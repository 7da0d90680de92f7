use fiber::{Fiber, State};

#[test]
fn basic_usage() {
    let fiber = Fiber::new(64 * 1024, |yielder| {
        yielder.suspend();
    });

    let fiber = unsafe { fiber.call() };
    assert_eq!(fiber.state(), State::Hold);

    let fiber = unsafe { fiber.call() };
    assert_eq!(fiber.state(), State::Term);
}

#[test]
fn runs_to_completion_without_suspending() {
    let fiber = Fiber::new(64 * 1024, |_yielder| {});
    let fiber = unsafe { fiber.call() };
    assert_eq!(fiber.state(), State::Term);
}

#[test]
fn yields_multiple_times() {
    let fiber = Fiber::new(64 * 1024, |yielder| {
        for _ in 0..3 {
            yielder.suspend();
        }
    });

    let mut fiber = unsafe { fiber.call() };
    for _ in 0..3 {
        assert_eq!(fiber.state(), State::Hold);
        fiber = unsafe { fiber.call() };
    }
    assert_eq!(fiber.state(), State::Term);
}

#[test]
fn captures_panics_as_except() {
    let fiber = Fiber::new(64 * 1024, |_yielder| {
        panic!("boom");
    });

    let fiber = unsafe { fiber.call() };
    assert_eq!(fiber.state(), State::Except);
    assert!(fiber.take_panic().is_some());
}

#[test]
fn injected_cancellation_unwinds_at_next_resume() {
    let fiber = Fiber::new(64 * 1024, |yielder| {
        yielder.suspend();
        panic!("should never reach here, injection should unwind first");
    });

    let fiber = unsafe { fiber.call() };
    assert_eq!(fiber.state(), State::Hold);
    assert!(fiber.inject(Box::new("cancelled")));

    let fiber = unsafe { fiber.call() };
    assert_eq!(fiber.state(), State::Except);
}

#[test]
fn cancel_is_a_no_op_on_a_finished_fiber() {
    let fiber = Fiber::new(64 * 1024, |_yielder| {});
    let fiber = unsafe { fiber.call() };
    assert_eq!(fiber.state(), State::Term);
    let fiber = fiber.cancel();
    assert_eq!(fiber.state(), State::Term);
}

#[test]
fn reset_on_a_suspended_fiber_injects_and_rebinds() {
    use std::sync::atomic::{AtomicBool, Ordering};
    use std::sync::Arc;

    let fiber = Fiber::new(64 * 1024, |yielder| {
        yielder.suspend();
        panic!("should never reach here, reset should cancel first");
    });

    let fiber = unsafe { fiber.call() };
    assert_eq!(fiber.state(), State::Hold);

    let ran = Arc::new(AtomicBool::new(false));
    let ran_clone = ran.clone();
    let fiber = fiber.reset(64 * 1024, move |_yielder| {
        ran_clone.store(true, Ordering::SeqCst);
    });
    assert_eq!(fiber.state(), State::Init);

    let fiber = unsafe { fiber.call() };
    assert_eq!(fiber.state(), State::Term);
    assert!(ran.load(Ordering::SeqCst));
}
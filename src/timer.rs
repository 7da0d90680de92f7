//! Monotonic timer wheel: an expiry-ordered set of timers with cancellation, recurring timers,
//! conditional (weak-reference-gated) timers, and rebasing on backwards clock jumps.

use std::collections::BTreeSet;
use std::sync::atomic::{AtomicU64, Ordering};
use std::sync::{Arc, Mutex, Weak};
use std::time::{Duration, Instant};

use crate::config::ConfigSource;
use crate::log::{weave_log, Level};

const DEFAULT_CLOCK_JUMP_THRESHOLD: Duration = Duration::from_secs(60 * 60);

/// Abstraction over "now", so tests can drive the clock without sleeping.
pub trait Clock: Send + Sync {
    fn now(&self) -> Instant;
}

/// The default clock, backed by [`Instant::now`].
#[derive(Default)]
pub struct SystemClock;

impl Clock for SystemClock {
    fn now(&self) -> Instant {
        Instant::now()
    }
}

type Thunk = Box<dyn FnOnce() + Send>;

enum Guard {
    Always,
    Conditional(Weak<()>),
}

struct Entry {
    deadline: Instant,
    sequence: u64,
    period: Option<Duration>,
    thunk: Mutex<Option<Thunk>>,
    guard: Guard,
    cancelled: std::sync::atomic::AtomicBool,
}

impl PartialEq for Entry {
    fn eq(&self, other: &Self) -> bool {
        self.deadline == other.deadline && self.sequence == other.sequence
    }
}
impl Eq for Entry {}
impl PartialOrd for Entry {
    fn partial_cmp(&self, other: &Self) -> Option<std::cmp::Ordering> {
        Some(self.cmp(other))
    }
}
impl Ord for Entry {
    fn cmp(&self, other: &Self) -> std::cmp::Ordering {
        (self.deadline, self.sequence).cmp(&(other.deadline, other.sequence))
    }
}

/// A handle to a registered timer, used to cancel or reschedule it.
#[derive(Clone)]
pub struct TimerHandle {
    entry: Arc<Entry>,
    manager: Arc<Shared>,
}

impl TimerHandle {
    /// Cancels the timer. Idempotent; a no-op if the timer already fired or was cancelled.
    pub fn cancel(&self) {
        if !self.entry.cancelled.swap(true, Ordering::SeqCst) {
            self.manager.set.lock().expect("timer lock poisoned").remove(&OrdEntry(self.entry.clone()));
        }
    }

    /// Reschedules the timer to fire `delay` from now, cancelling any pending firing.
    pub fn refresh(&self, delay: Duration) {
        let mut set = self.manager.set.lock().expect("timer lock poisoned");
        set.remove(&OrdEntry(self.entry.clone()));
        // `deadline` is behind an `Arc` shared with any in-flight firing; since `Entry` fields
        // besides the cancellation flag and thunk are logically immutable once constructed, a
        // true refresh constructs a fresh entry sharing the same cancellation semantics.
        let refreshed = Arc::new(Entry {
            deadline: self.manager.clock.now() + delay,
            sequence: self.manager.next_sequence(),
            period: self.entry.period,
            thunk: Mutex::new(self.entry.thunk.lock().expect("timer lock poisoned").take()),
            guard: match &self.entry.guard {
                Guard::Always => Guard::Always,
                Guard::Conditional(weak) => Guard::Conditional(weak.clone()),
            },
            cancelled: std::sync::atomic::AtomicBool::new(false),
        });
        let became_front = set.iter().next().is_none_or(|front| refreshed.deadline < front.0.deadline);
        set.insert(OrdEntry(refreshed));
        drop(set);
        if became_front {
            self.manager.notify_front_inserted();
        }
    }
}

**WORK TO COMPLETE**
Copy the listing above. Match every line exactly.

**TASK SOLUTION**
repository 7da0d90680de92f7
use fiber::{Fiber, State};

#[test]
fn basic_usage() {
    let fiber = Fiber::new(64 * 1024, |yielder| {
        yielder.suspend();
    });

    let fiber = unsafe { fiber.call() };
    assert_eq!(fiber.state(), State::Hold);

    let fiber = unsafe { fiber.call() };
    assert_eq!(fiber.state(), State::Term);
}

#[test]
fn runs_to_completion_without_suspending() {
    let fiber = Fiber::new(64 * 1024, |_yielder| {});
    let fiber = unsafe { fiber.call() };
    assert_eq!(fiber.state(), State::Term);
}

#[test]
fn yields_multiple_times() {
    let fiber = Fiber::new(64 * 1024, |yielder| {
        for _ in 0..3 {
            yielder.suspend();
        }
    });

    let mut fiber = unsafe { fiber.call() };
    for _ in 0..3 {
        assert_eq!(fiber.state(), State::Hold);
        fiber = unsafe { fiber.call() };
    }
    assert_eq!(fiber.state(), State::Term);
}

#[test]
fn captures_panics_as_except() {
    let fiber = Fiber::new(64 * 1024, |_yielder| {
        panic!("boom");
    });

    let fiber = unsafe { fiber.call() };
    assert_eq!(fiber.state(), State::Except);
    assert!(fiber.take_panic().is_some());
}

#[test]
fn injected_cancellation_unwinds_at_next_resume() {
    let fiber = Fiber::new(64 * 1024, |yielder| {
        yielder.suspend();
        panic!("should never reach here, injection should unwind first");
    });

    let fiber = unsafe { fiber.call() };
    assert_eq!(fiber.state(), State::Hold);
    assert!(fiber.inject(Box::new("cancelled")));

    let fiber = unsafe { fiber.call() };
    assert_eq!(fiber.state(), State::Except);
}

#[test]
fn cancel_is_a_no_op_on_a_finished_fiber() {
    let fiber = Fiber::new(64 * 1024, |_yielder| {});
    let fiber = unsafe { fiber.call() };
    assert_eq!(fiber.state(), State::Term);
    let fiber = fiber.cancel();
    assert_eq!(fiber.state(), State::Term);
}

#[test]
fn reset_on_a_suspended_fiber_injects_and_rebinds() {
    use std::sync::atomic::{AtomicBool, Ordering};
    use std::sync::Arc;

    let fiber = Fiber::new(64 * 1024, |yielder| {
        yielder.suspend();
        panic!("should never reach here, reset should cancel first");
    });

    let fiber = unsafe { fiber.call() };
    assert_eq!(fiber.state(), State::Hold);

    let ran = Arc::new(AtomicBool::new(false));
    let ran_clone = ran.clone();
    let fiber = fiber.reset(64 * 1024, move |_yielder| {
        ran_clone.store(true, Ordering::SeqCst);
    });
    assert_eq!(fiber.state(), State::Init);

    let fiber = unsafe { fiber.call() };
    assert_eq!(fiber.state(), State::Term);
    assert!(ran.load(Ordering::SeqCst));
}
filename src/timer.rs
repository 7da0d90680de92f7
//! Monotonic timer wheel: an expiry-ordered set of timers with cancellation, recurring timers,
//! conditional (weak-reference-gated) timers, and rebasing on backwards clock jumps.

use std::collections::BTreeSet;
use std::sync::atomic::{AtomicU64, Ordering};
use std::sync::{Arc, Mutex, Weak};
use std::time::{Duration, Instant};

use crate::config::ConfigSource;
use crate::log::{weave_log, Level};

const DEFAULT_CLOCK_JUMP_THRESHOLD: Duration = Duration::from_secs(60 * 60);

/// Abstraction over "now", so tests can drive the clock without sleeping.
pub trait Clock: Send + Sync {
    fn now(&self) -> Instant;
}

/// The default clock, backed by [`Instant::now`].
#[derive(Default)]
pub struct SystemClock;

impl Clock for SystemClock {
    fn now(&self) -> Instant {
        Instant::now()
    }
}

type Thunk = Box<dyn FnOnce() + Send>;

enum Guard {
    Always,
    Conditional(Weak<()>),
}

struct Entry {
    deadline: Instant,
    sequence: u64,
    period: Option<Duration>,
    thunk: Mutex<Option<Thunk>>,
    guard: Guard,
    cancelled: std::sync::atomic::AtomicBool,
}

impl PartialEq for Entry {
    fn eq(&self, other: &Self) -> bool {
        self.deadline == other.deadline && self.sequence == other.sequence
    }
}
impl Eq for Entry {}
impl PartialOrd for Entry {
    fn partial_cmp(&self, other: &Self) -> Option<std::cmp::Ordering> {
        Some(self.cmp(other))
    }
}
impl Ord for Entry {
    fn cmp(&self, other: &Self) -> std::cmp::Ordering {
        (self.deadline, self.sequence).cmp(&(other.deadline, other.sequence))
    }
}

/// A handle to a registered timer, used to cancel or reschedule it.
#[derive(Clone)]
pub struct TimerHandle {
    entry: Arc<Entry>,
    manager: Arc<Shared>,
}

impl TimerHandle {
    /// Cancels the timer. Idempotent; a no-op if the timer already fired or was cancelled.
    pub fn cancel(&self) {
        if !self.entry.cancelled.swap(true, Ordering::SeqCst) {
            self.manager.set.lock().expect("timer lock poisoned").remove(&OrdEntry(self.entry.clone()));
        }
    }

    /// Reschedules the timer to fire `delay` from now, cancelling any pending firing.
    pub fn refresh(&self, delay: Duration) {
        let mut set = self.manager.set.lock().expect("timer lock poisoned");
        set.remove(&OrdEntry(self.entry.clone()));
        // `deadline` is behind an `Arc` shared with any in-flight firing; since `Entry` fields
        // besides the cancellation flag and thunk are logically immutable once constructed, a
        // true refresh constructs a fresh entry sharing the same cancellation semantics.
        let refreshed = Arc::new(Entry {
            deadline: self.manager.clock.now() + delay,
            sequence: self.manager.next_sequence(),
            period: self.entry.period,
            thunk: Mutex::new(self.entry.thunk.lock().expect("timer lock poisoned").take()),
            guard: match &self.entry.guard {
                Guard::Always => Guard::Always,
                Guard::Conditional(weak) => Guard::Conditional(weak.clone()),
            },
            cancelled: std::sync::atomic::AtomicBool::new(false),
        });
        let became_front = set.iter().next().is_none_or(|front| refreshed.deadline < front.0.deadline);
        set.insert(OrdEntry(refreshed));
        drop(set);
        if became_front {
            self.manager.notify_front_inserted();
        }
    }
}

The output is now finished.